More than 16 years after police killed 13 Israeli Arabs during large-scale riots in October 2000, a public security minister once again bears responsibility for police failures in dealing with the country’s Arab citizens. Nevertheless, a yawning gulf separates the two events. Whereas the minister at the time, Shlomo Ben-Ami, at least tried to heal Arab-Jewish rifts back then, today, Gilad Erdan deliberately foments anti-Arab incitement – first with baseless accusations of terrorist arson three months ago, and then with baseless accusations about the death of Yakub Abu al-Kiyan in Umm al-Hiran.
Conflict with Arabs is the lifeblood of the fourth Netanyahu government, the justification for its existence. That’s why ministers vie with each other to nurture it.
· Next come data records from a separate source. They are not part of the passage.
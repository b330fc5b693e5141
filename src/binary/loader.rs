//! Lädt ein Karten-Verzeichnis: Parse-Phase pro Sektor (parallel),
//! danach Registrierung und Auflösung in einem einzigen Durchlauf.

use std::collections::{BTreeMap, HashMap, HashSet};
use std::fs;
use std::path::{Path, PathBuf};

use anyhow::{Context, Result};
use rayon::prelude::*;

use super::codec::Payload;
use super::error::FormatError;
use super::resolve::resolve_references;
use super::sector_file::{read_data_file, read_desc_file, read_item_file, ItemFile};
use crate::core::items::ItemKind;
use crate::core::{
    ItemData, ItemId, Map, NodeId, Owner, SectorCoord, SectorDescriptor, SectorFileKind,
};
use crate::shared::EngineOptions;

/// Zusammenfassung eines Ladevorgangs.
#[derive(Debug, Clone, Default, PartialEq)]
pub struct LoadReport {
    pub sectors: usize,
    pub nodes: usize,
    pub items: usize,
    /// Übersprungene Sektoren (nur mit `skip_broken_sectors`)
    pub skipped_sectors: Vec<SectorCoord>,
    /// Doppelte Node-/Item-Datensätze, von denen der erste gewonnen hat
    pub duplicates: usize,
    pub dropped_references: usize,
    pub removed_items: usize,
    pub removed_orphans: usize,
}

/// Gefundene Dateien eines Sektors.
#[derive(Debug, Default)]
struct SectorFiles {
    base: Option<PathBuf>,
    aux: Option<PathBuf>,
    data: Option<PathBuf>,
    desc: Option<PathBuf>,
}

/// Ergebnis der Parse-Phase eines Sektors, noch ohne Kartenbezug.
#[derive(Debug)]
struct ParsedSector {
    coord: SectorCoord,
    item_files: Vec<ItemFile>,
    payloads: Vec<(u64, Payload)>,
    descriptor: Option<SectorDescriptor>,
}

/// Lädt alle Sektoren aus `dir`.
pub fn load_map(dir: &Path, options: &EngineOptions) -> Result<(Map, LoadReport)> {
    let sectors = discover_sectors(dir)?;
    log::debug!("{} Sektoren in {} gefunden", sectors.len(), dir.display());

    let parse = |(coord, files): (SectorCoord, SectorFiles)| (coord, parse_sector(coord, &files));
    let results: Vec<_> = if options.parallel_load {
        sectors.into_par_iter().map(parse).collect()
    } else {
        sectors.into_iter().map(parse).collect()
    };

    let name = dir
        .file_name()
        .map(|n| n.to_string_lossy().into_owned())
        .unwrap_or_default();
    let mut map = Map::with_options(name, options);
    let mut report = LoadReport::default();
    let mut root_items = Vec::new();
    let mut game_id_taken = false;

    for (coord, result) in results {
        let parsed = match result {
            Ok(parsed) => parsed,
            Err(err) if options.skip_broken_sectors => {
                log::warn!("Sektor {coord} wird uebersprungen: {err:#}");
                report.skipped_sectors.push(coord);
                continue;
            }
            Err(err) => return Err(err),
        };
        if !game_id_taken {
            if let Some(file) = parsed.item_files.first() {
                map.game_id = file.game_id;
                game_id_taken = true;
            }
        }
        register_sector(&mut map, parsed, &mut root_items, &mut report);
    }

    let outcome = resolve_references(&mut map, options.strict_references)
        .with_context(|| format!("Referenzen in {} nicht aufloesbar", dir.display()))?;
    report.dropped_references = outcome.dropped_references;
    report.removed_items = outcome.removed_items.len();

    for id in root_items {
        map.place_item(id);
    }
    for id in map.node_handles() {
        map.refresh_node_sectors(id);
    }
    report.removed_orphans = remove_orphans(&mut map);

    report.sectors = map.sectors().count();
    report.nodes = map.node_count();
    report.items = map.item_count();
    log::info!(
        "Karte geladen: {} Sektoren, {} Nodes, {} Items ({} uebersprungen, {} Duplikate)",
        report.sectors,
        report.nodes,
        report.items,
        report.skipped_sectors.len(),
        report.duplicates
    );
    Ok((map, report))
}

/// Sammelt die Sektor-Dateien anhand ihrer Namen.
fn discover_sectors(dir: &Path) -> Result<BTreeMap<SectorCoord, SectorFiles>> {
    let entries = fs::read_dir(dir)
        .with_context(|| format!("Kartenverzeichnis nicht lesbar: {}", dir.display()))?;
    let mut sectors: BTreeMap<SectorCoord, SectorFiles> = BTreeMap::new();
    for entry in entries {
        let entry = entry.with_context(|| format!("Fehler beim Lesen von {}", dir.display()))?;
        let path = entry.path();
        let Some((coord, kind)) = path
            .file_name()
            .and_then(|n| n.to_str())
            .and_then(SectorCoord::parse_file_name)
        else {
            continue;
        };
        let files = sectors.entry(coord).or_default();
        let slot = match kind {
            SectorFileKind::Base => &mut files.base,
            SectorFileKind::Aux => &mut files.aux,
            SectorFileKind::Data => &mut files.data,
            SectorFileKind::Desc => &mut files.desc,
        };
        *slot = Some(path);
    }
    Ok(sectors)
}

fn read_file(path: &Path) -> Result<Vec<u8>> {
    fs::read(path).with_context(|| format!("Datei nicht lesbar: {}", path.display()))
}

/// Parse-Phase eines Sektors; berührt keinen geteilten Zustand.
fn parse_sector(coord: SectorCoord, files: &SectorFiles) -> Result<ParsedSector> {
    let mut item_files = Vec::new();
    for path in [&files.base, &files.aux].into_iter().flatten() {
        let file = read_item_file(&read_file(path)?)
            .with_context(|| format!("Fehler beim Parsen von {}", path.display()))?;
        if file.coord != coord {
            return Err(FormatError::SectorMismatch {
                expected: coord,
                found: file.coord,
            })
            .with_context(|| format!("Falscher Sektor in {}", path.display()));
        }
        item_files.push(file);
    }

    let payloads = match &files.data {
        Some(path) => {
            let kinds: HashMap<u64, ItemKind> = item_files
                .iter()
                .flat_map(|file| &file.items)
                .flat_map(|parsed| std::iter::once(&parsed.item).chain(&parsed.children))
                .map(|item| (item.uid, item.kind()))
                .collect();
            read_data_file(&read_file(path)?, |uid| kinds.get(&uid).copied())
                .with_context(|| format!("Fehler beim Parsen von {}", path.display()))?
        }
        None => Vec::new(),
    };

    let descriptor = match &files.desc {
        Some(path) => Some(
            read_desc_file(&read_file(path)?)
                .with_context(|| format!("Fehler beim Parsen von {}", path.display()))?,
        ),
        None => None,
    };

    log::debug!(
        "Sektor {coord} geparst: {} Item-Dateien, {} Zusatzdaten",
        item_files.len(),
        payloads.len()
    );
    Ok(ParsedSector {
        coord,
        item_files,
        payloads,
        descriptor,
    })
}

/// Übernimmt einen geparsten Sektor in die Karte. Bei doppelten UIDs
/// gewinnt der zuerst registrierte Datensatz.
fn register_sector(
    map: &mut Map,
    parsed: ParsedSector,
    root_items: &mut Vec<ItemId>,
    report: &mut LoadReport,
) {
    let sector = map.ensure_sector(parsed.coord);
    if let Some(descriptor) = parsed.descriptor {
        sector.descriptor = descriptor;
    }

    for file in parsed.item_files {
        for node in file.nodes {
            if map.node_by_uid(node.uid).is_some() {
                log::warn!("Node {:#x} mehrfach vorhanden, Duplikat verworfen", node.uid);
                report.duplicates += 1;
                continue;
            }
            map.insert_node(node);
        }

        for parsed_item in file.items {
            if map.item_by_uid(parsed_item.item.uid).is_some() {
                log::warn!(
                    "Item {:#x} mehrfach vorhanden, Duplikat verworfen",
                    parsed_item.item.uid
                );
                report.duplicates += 1;
                continue;
            }
            let id = map.insert_item(parsed_item.item);
            root_items.push(id);

            for mut child in parsed_item.children {
                if map.item_by_uid(child.uid).is_some() {
                    log::warn!("Compound-Kind {:#x} mehrfach vorhanden", child.uid);
                    report.duplicates += 1;
                    continue;
                }
                child.owner = Owner::Compound(id);
                map.insert_item(child);
            }
            for mut node in parsed_item.child_nodes {
                if map.node_by_uid(node.uid).is_some() {
                    log::warn!("Compound-Node {:#x} mehrfach vorhanden", node.uid);
                    report.duplicates += 1;
                    continue;
                }
                node.owner = Owner::Compound(id);
                map.insert_node(node);
            }
        }
    }

    for (uid, payload) in parsed.payloads {
        let applied = map
            .item_by_uid(uid)
            .and_then(|id| map.item_mut(id))
            .is_some_and(|item| payload.apply(&mut item.data));
        if !applied {
            log::warn!("Zusatzdaten fuer Item {uid:#x} passen zu keinem Item");
        }
    }
}

/// Entfernt Nodes, auf die weder ein Slot noch eine Item-Form verweist.
///
/// Ein Node mit leeren Slots, der noch in einer Form steht, bleibt erhalten;
/// `Map::validate` meldet ihn als fehlende Rückreferenz.
fn remove_orphans(map: &mut Map) -> usize {
    let in_shapes: HashSet<NodeId> = map
        .items()
        .flat_map(|(_, item)| item.shape().node_refs())
        .filter_map(|r| r.resolved())
        .collect();
    let orphans: Vec<NodeId> = map
        .nodes()
        .filter(|(id, node)| node.is_orphaned() && !in_shapes.contains(id))
        .map(|(id, _)| id)
        .collect();
    if orphans.is_empty() {
        return 0;
    }
    for id in &orphans {
        if let Some(node) = map.remove_node(*id) {
            log::debug!("Verwaister Node {:#x} entfernt", node.uid);
        }
    }
    let removed: HashSet<NodeId> = orphans.iter().copied().collect();
    for id in map.item_handles() {
        if let Some(ItemData::Compound(compound)) = map.item_mut(id).map(|item| &mut item.data) {
            compound
                .nodes
                .retain(|r| r.resolved().is_some_and(|node| !removed.contains(&node)));
        }
    }
    orphans.len()
}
But the Justice Ministry’s conclusion that Abu al-Kiyan wasn’t a terrorist who deliberately ran over a policeman, contrary to what Erdan and the police initially claimed, ought to foment a change: A society that wants to live must reject this cup of poison. That isn’t just a metaphor; words shape reality. Generations of students have been taught that the Bedouin are squatters, that the Jewish-Arab conflict is ordained by heaven and that it’s a zero-sum game. Under this logic, no compromise is possible.
The public’s view of the Bedouin (and Israeli Arabs in general) as enemies isn’t limited to the education system, which sanctifies separation between the groups rather than joint education. It’s reflected in numerous walks of life. One that’s particularly relevant to Abu Al-Kiyan’s case is the Bedouin struggle for recognition of their unrecognized villages, which clashes with the government’s aspiration to concentrate them in neglected townships against their will – an aspiration that effectively treats tens of thousands of citizens as a “problem” that must be solved.
It’s not clear the investigation into what happened in Umm al-Hiran will produce anything but vague expressions of regret. What is clear, however, is that the initial responses to the incident by both Erdan and Police Commissioner Roni Alsheich reflect this public view.
Even before the dust had cleared from the rubble of the demolished Bedouin homes, the two had launched a campaign of incitement: Abu al-Kiyan was an activist in the Islamic Movement, a “terrorist” who wanted to kill as many policemen as possible. They also targeted Arab Knesset members, first and foremost Ayman Odeh (Joint List). Erdan accused Odeh of “creating an atmosphere that led to a policeman’s murder” and demanded that the attorney general investigate him “for incitement to violence.”
Statements like these were made over and over, to every possible media outlet, even days after the incident. They reflect a basic attitude that can’t be explained away by partial information or errors on the part of a spokesman. Only one conclusion is possible: Erdan must resign.
As a contrast to Erdan’s arrogance, it’s worth recalling the words of Amal Abu Saad, Abu Al-Kiyan’s widow, at a Jewish-Arab demonstration in Tel Aviv two weeks ago.
“Despite the sorrow and upset I’ve lived with every day, every hour, since that black day when the government launched a war against its citizens, it’s important to me to send a message to the prime minister and his ministers: Despite your wild incitement, racism and discrimination in legislation, enforcement, infrastructure and government services, you won’t succeed in dividing this country’s citizens,” she said. The demonstration, she added, is “proof that Jews and Arabs can and want to live together in equality.”